Work instructions: Repeat exactly, and only, the lines below starting at the line that contains "not a directory." and ending at the line that contains "let entry = match", inclusive of both.

Records supplied:
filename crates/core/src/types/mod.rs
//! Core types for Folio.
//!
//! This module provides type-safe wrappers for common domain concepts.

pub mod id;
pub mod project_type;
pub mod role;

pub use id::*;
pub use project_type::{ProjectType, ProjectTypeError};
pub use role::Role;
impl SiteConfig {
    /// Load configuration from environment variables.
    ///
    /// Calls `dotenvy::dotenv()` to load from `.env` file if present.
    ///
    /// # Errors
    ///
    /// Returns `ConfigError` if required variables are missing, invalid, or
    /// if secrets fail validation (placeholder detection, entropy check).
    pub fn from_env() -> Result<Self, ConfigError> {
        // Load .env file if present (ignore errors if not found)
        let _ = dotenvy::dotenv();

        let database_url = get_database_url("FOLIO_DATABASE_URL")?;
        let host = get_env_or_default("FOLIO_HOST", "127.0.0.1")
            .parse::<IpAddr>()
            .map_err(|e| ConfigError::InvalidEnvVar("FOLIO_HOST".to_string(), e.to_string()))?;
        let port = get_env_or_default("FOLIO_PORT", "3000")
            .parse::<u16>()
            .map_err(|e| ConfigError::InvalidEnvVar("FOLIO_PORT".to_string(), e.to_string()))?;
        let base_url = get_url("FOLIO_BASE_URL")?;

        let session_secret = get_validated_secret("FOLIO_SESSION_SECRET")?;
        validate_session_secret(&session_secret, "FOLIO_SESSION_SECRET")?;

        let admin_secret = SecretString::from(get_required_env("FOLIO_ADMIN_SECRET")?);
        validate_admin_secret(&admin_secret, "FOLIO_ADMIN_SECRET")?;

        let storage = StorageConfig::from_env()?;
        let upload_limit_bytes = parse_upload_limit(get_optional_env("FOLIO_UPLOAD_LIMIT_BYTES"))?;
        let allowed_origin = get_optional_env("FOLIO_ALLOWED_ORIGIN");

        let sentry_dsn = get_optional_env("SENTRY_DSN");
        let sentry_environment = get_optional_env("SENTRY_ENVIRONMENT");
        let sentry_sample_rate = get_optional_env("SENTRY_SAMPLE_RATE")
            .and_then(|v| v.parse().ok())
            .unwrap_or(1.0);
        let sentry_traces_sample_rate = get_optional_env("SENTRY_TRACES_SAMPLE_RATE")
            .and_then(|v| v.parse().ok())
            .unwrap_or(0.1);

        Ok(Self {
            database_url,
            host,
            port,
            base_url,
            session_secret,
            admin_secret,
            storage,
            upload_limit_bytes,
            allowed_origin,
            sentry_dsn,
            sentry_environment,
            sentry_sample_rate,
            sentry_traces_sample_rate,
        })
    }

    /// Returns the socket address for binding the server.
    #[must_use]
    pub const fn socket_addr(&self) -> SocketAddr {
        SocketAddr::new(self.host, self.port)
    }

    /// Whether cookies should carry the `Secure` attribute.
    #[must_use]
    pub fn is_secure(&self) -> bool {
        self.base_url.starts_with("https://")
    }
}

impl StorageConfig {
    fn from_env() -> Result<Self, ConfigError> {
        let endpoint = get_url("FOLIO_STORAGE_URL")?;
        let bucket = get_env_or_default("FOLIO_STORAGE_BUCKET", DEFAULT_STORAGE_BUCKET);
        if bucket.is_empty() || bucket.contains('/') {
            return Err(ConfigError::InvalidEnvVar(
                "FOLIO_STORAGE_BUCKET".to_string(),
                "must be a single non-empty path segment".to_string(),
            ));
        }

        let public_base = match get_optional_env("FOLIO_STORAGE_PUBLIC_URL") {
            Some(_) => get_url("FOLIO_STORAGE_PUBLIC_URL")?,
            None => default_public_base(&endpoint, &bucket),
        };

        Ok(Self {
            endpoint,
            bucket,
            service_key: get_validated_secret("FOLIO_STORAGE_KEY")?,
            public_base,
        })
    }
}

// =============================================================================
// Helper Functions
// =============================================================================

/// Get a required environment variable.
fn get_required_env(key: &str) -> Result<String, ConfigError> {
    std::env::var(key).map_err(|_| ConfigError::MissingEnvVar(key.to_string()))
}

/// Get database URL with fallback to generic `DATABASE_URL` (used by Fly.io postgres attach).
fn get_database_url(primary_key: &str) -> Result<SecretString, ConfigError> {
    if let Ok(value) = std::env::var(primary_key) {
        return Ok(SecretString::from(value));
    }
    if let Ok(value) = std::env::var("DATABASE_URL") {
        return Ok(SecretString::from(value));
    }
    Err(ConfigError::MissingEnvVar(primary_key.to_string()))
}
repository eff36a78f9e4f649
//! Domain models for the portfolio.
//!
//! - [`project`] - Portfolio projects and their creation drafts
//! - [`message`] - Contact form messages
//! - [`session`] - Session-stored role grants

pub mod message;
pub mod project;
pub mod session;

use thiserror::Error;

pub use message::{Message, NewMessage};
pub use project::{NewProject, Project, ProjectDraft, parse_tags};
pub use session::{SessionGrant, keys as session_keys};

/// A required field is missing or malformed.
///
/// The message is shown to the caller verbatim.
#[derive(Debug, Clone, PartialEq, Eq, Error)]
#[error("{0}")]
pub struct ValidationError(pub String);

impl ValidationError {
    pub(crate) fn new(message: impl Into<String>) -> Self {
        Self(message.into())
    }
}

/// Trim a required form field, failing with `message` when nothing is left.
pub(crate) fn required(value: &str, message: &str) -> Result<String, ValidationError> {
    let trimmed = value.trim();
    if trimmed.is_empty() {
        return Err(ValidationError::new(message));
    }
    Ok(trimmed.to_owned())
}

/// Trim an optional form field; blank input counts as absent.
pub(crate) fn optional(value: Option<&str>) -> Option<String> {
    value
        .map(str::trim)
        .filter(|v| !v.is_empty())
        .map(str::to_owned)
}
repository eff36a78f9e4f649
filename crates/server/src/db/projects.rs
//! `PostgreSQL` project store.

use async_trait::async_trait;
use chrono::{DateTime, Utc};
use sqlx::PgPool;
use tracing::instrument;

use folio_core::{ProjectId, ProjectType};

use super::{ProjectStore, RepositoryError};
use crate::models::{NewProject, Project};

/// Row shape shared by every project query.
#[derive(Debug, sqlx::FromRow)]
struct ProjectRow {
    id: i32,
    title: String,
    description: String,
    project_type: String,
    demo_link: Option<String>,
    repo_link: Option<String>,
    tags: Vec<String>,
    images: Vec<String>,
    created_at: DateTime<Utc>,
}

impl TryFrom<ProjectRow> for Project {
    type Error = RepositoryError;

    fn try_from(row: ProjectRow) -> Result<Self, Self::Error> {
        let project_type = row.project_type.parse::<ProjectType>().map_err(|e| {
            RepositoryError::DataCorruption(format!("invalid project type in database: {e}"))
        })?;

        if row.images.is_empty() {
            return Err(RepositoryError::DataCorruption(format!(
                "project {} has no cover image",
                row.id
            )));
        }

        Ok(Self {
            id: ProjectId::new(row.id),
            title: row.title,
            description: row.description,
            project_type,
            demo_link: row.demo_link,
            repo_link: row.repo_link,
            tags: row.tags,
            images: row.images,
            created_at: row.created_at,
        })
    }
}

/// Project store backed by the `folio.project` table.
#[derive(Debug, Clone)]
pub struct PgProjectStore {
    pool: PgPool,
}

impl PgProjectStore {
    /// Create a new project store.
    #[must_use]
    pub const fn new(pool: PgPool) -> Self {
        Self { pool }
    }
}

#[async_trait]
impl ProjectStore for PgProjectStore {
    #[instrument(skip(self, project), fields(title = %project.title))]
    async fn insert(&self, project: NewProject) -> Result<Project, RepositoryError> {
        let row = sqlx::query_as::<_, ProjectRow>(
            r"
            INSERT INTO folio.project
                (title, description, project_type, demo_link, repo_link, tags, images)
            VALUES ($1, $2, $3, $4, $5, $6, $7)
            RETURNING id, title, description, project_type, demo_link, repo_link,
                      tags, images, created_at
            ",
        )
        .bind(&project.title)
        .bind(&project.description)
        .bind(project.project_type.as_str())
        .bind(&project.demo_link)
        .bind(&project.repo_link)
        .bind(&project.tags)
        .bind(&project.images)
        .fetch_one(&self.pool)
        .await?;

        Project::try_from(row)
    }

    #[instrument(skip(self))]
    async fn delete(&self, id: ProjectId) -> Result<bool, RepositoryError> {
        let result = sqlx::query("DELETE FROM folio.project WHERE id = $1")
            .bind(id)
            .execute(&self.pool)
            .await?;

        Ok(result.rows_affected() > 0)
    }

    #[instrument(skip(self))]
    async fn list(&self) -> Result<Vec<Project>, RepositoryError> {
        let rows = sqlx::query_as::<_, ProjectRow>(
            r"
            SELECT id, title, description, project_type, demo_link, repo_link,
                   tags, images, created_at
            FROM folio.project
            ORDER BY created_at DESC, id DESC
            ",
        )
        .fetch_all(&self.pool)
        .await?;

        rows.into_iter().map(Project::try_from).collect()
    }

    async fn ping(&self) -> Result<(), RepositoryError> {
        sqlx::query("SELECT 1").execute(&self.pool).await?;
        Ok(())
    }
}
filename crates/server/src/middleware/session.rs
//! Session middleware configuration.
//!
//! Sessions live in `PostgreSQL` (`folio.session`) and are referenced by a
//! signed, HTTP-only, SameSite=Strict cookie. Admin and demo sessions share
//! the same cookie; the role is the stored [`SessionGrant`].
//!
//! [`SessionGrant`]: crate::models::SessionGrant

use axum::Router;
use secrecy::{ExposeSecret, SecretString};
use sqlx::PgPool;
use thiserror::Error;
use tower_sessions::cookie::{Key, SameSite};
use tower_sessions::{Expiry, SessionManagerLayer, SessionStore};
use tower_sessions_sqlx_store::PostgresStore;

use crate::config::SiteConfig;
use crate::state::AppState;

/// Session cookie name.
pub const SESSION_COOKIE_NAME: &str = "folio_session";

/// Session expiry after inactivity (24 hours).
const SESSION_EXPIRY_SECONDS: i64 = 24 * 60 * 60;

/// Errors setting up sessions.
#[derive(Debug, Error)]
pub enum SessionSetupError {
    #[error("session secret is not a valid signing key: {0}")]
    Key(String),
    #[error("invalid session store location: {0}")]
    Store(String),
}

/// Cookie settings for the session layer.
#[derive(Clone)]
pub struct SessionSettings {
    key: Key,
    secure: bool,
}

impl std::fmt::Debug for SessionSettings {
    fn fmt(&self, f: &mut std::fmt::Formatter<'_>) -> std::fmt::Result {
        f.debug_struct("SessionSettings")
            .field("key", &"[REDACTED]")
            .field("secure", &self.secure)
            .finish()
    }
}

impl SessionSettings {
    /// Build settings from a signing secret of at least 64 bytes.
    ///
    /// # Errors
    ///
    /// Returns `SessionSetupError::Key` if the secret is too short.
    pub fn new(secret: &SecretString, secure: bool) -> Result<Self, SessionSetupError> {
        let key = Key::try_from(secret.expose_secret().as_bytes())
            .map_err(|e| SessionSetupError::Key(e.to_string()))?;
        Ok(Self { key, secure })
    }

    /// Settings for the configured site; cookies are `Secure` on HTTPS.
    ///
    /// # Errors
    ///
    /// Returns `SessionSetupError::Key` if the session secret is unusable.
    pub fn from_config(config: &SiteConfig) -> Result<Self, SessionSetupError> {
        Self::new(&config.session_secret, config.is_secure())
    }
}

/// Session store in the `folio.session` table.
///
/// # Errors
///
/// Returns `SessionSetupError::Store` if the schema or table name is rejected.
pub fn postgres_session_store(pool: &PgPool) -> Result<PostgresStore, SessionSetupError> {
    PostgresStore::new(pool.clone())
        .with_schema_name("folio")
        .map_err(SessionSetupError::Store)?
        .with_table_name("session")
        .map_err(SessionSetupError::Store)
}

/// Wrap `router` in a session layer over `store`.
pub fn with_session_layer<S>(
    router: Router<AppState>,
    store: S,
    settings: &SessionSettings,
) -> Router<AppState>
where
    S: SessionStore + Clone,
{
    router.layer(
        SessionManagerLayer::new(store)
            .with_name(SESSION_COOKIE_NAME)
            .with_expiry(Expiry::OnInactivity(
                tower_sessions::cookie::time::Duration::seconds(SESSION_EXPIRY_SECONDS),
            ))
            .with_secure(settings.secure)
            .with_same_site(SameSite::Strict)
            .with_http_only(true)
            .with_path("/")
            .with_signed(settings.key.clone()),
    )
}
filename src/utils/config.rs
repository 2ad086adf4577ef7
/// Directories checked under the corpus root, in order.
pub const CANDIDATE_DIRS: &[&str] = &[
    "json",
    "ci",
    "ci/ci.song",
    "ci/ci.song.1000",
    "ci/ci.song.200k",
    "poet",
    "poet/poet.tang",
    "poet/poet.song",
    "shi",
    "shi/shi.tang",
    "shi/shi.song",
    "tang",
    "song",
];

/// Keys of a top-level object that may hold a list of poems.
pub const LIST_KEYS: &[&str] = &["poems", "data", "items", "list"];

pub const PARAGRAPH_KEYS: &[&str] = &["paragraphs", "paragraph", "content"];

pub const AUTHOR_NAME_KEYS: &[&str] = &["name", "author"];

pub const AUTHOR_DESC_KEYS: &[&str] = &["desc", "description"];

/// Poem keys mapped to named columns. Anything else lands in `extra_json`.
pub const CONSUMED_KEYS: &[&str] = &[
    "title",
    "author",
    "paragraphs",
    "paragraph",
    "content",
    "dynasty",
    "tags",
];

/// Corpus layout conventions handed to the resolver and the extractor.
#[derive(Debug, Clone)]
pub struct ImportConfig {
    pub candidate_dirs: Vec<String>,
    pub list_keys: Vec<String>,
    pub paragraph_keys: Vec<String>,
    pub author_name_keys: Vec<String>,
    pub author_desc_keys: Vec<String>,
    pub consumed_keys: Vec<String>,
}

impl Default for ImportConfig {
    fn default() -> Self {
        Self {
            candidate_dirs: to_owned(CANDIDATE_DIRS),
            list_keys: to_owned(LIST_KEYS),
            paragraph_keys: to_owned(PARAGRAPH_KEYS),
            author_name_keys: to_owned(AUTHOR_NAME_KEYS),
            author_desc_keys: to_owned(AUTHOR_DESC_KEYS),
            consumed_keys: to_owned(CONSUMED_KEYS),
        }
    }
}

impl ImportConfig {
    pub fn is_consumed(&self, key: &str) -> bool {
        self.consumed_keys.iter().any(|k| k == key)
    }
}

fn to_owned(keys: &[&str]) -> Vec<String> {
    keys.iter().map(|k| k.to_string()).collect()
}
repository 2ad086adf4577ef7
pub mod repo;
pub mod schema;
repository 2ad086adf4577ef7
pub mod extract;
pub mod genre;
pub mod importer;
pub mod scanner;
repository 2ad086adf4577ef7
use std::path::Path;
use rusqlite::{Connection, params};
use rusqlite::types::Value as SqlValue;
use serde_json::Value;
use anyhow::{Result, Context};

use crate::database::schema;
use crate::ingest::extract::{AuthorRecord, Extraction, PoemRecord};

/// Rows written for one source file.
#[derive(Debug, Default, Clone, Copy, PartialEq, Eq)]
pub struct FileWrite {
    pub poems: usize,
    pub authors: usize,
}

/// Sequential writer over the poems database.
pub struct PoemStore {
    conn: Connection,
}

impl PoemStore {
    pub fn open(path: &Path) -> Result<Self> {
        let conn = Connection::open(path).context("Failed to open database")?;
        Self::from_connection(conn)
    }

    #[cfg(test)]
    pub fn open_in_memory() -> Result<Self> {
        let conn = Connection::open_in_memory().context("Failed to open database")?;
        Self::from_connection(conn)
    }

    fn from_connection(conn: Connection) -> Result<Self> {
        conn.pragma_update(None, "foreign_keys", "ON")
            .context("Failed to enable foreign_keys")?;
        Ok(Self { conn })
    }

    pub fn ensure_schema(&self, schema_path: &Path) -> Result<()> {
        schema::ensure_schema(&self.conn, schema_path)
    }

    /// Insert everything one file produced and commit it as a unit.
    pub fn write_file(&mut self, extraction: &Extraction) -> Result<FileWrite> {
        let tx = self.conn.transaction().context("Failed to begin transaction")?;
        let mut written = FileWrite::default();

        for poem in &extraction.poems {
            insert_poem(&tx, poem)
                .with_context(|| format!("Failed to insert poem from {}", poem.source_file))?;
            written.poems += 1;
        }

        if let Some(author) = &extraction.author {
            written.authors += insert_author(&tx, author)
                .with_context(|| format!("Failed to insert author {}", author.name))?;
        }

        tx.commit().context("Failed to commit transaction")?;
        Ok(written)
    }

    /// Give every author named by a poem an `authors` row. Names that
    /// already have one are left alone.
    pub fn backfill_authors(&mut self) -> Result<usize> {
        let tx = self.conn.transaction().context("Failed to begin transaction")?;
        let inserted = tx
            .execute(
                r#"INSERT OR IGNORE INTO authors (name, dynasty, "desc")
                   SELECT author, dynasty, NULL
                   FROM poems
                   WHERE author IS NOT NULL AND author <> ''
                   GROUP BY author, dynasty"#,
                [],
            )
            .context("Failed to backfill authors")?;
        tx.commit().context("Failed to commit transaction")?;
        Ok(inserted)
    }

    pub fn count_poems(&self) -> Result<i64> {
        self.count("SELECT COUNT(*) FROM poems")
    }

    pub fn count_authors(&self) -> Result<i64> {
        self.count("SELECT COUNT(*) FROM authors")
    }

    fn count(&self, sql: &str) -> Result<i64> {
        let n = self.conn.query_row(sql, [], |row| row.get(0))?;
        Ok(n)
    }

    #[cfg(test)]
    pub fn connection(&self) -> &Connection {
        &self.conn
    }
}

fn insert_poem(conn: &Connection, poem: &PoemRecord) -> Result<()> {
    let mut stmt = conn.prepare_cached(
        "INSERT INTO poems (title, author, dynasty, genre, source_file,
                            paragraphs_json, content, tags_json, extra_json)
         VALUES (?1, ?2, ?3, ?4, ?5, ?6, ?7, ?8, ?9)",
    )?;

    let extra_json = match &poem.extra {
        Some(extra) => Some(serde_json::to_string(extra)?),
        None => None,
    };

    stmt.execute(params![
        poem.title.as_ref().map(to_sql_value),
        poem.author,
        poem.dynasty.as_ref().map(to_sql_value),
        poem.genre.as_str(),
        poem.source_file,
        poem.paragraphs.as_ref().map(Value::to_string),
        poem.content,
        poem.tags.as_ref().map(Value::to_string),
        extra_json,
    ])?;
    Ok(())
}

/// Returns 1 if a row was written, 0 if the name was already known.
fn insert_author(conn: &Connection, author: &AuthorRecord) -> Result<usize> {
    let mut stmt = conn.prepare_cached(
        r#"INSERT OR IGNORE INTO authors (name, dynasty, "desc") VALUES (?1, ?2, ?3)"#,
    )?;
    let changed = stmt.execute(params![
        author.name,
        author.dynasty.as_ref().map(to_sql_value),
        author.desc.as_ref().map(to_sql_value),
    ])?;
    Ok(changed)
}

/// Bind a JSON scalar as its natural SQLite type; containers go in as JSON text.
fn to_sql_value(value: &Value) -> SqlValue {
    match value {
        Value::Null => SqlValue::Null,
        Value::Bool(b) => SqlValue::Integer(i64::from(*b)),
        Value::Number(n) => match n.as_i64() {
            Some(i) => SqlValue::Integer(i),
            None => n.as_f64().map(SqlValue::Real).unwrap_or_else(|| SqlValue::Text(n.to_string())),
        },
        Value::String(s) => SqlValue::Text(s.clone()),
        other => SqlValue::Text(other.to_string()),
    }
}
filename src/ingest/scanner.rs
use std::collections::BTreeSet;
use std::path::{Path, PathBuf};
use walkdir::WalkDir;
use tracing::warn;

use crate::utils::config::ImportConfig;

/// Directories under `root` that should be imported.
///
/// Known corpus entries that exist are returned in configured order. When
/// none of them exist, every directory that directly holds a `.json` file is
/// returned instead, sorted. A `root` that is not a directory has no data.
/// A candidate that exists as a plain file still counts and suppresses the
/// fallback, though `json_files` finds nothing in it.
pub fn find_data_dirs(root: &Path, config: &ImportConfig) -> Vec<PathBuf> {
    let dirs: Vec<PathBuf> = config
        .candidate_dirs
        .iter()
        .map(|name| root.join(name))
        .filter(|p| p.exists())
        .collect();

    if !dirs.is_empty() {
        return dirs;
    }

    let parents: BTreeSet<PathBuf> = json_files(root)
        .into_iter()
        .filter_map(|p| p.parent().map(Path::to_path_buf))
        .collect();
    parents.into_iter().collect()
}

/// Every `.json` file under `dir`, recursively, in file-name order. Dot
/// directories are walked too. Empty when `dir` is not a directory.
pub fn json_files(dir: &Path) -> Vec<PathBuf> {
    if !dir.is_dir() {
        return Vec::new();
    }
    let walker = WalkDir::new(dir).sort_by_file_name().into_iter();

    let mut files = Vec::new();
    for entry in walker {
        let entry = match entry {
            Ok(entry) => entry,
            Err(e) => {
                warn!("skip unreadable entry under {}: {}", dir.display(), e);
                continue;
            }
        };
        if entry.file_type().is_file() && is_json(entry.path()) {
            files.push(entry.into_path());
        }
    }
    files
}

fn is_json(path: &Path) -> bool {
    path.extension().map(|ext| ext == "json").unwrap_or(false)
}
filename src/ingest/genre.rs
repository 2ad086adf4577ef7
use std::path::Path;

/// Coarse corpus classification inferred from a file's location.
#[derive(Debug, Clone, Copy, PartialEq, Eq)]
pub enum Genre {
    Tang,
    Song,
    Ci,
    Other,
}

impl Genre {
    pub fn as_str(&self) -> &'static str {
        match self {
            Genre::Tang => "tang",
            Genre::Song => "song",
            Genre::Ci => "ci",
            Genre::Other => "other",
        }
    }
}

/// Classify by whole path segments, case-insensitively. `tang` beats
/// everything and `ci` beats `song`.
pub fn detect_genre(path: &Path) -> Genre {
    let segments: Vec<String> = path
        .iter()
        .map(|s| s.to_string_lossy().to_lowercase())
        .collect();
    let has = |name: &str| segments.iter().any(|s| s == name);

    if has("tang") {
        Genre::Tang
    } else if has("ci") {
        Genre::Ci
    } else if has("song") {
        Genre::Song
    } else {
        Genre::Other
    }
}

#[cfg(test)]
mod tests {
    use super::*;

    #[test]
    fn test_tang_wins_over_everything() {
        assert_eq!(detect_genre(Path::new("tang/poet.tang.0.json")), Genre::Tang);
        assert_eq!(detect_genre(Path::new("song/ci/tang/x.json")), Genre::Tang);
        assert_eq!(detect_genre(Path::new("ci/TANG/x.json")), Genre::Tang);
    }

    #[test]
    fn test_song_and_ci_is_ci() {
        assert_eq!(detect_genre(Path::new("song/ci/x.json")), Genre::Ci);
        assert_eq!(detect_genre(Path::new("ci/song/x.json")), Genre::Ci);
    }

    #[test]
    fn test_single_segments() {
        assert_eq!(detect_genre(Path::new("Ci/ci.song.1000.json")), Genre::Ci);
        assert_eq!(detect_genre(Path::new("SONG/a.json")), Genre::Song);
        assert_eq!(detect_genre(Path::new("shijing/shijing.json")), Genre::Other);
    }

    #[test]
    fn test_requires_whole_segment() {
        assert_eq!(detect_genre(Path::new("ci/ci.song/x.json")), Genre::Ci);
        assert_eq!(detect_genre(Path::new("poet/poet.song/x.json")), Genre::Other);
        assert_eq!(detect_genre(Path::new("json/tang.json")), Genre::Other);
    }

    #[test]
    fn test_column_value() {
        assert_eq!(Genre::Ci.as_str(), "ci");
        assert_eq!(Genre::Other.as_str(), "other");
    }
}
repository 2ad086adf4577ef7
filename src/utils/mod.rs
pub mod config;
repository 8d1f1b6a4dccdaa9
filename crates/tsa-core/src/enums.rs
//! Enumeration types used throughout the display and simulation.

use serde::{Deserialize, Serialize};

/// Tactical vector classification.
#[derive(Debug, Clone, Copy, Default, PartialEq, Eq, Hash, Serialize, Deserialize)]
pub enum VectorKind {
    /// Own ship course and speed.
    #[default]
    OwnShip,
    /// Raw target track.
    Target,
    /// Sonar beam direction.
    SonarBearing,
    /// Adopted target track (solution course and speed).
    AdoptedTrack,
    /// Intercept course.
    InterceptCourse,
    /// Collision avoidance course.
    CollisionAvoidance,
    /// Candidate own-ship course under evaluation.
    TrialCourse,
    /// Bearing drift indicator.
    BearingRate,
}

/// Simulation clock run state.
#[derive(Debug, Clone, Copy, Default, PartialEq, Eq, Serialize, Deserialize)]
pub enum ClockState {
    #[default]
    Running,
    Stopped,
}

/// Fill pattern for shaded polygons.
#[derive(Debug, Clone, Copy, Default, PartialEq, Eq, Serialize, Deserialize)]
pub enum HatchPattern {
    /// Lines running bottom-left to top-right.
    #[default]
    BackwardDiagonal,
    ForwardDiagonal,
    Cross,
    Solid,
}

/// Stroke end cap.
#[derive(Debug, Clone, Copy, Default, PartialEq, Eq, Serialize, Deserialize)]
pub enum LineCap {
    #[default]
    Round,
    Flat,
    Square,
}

Answer to this problem:
/// directories are walked too. Empty when `dir` is not a directory.
pub fn json_files(dir: &Path) -> Vec<PathBuf> {
    if !dir.is_dir() {
        return Vec::new();
    }
    let walker = WalkDir::new(dir).sort_by_file_name().into_iter();

    let mut files = Vec::new();
    for entry in walker {
        let entry = match entry {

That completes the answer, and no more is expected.